BEGIN Records for processing

//! callreport library root.
//! Exposes the CLI parser, the high-level run() function and the report modules.

pub mod cli;
pub mod config;
pub mod core;
pub mod db;
pub mod errors;
pub mod export;
pub mod models;
pub mod ui;
pub mod utils;

use clap::Parser;
use cli::parser::{Cli, Commands};
use config::Config;
use errors::AppResult;

/// Central command dispatcher
pub fn dispatch(cli: &Cli, cfg: &Config) -> AppResult<()> {
    match &cli.command {
        Commands::Init => cli::commands::init::handle(cli),
        Commands::Config { .. } => cli::commands::config::handle(&cli.command, cfg),
        Commands::Queue { .. } => cli::commands::queue::handle(&cli.command, cfg),
        Commands::Dashboard { .. } => cli::commands::dashboard::handle(&cli.command, cfg),
        Commands::Agents { .. } => cli::commands::agents::handle(&cli.command, cfg),
        Commands::Export { .. } => cli::commands::export::handle(&cli.command, cfg),
        Commands::Log { .. } => cli::commands::log::handle(&cli.command, cfg),
    }
}

/// Entry point used by main.rs
pub fn run() -> AppResult<()> {
    let cli = Cli::parse();

    // config is loaded once; --db wins over the configured database
    let mut cfg = Config::load()?;
    if let Some(custom_db) = &cli.db {
        cfg.database = custom_db.clone();
    }

    dispatch(&cli, &cfg)
}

END Records for processing

Problem details —
The answer must be the lines from the one containing "the report modules." through the last line of the records, copied exactly, with nothing else.

Solution to the exercise —
//! Exposes the CLI parser, the high-level run() function and the report modules.

pub mod cli;
pub mod config;
pub mod core;
pub mod db;
pub mod errors;
pub mod export;
pub mod models;
pub mod ui;
pub mod utils;

use clap::Parser;
use cli::parser::{Cli, Commands};
use config::Config;
use errors::AppResult;

/// Central command dispatcher
pub fn dispatch(cli: &Cli, cfg: &Config) -> AppResult<()> {
    match &cli.command {
        Commands::Init => cli::commands::init::handle(cli),
        Commands::Config { .. } => cli::commands::config::handle(&cli.command, cfg),
        Commands::Queue { .. } => cli::commands::queue::handle(&cli.command, cfg),
        Commands::Dashboard { .. } => cli::commands::dashboard::handle(&cli.command, cfg),
        Commands::Agents { .. } => cli::commands::agents::handle(&cli.command, cfg),
        Commands::Export { .. } => cli::commands::export::handle(&cli.command, cfg),
        Commands::Log { .. } => cli::commands::log::handle(&cli.command, cfg),
    }
}

/// Entry point used by main.rs
pub fn run() -> AppResult<()> {
    let cli = Cli::parse();

    // config is loaded once; --db wins over the configured database
    let mut cfg = Config::load()?;
    if let Some(custom_db) = &cli.db {
        cfg.database = custom_db.clone();
    }

    dispatch(&cli, &cfg)
}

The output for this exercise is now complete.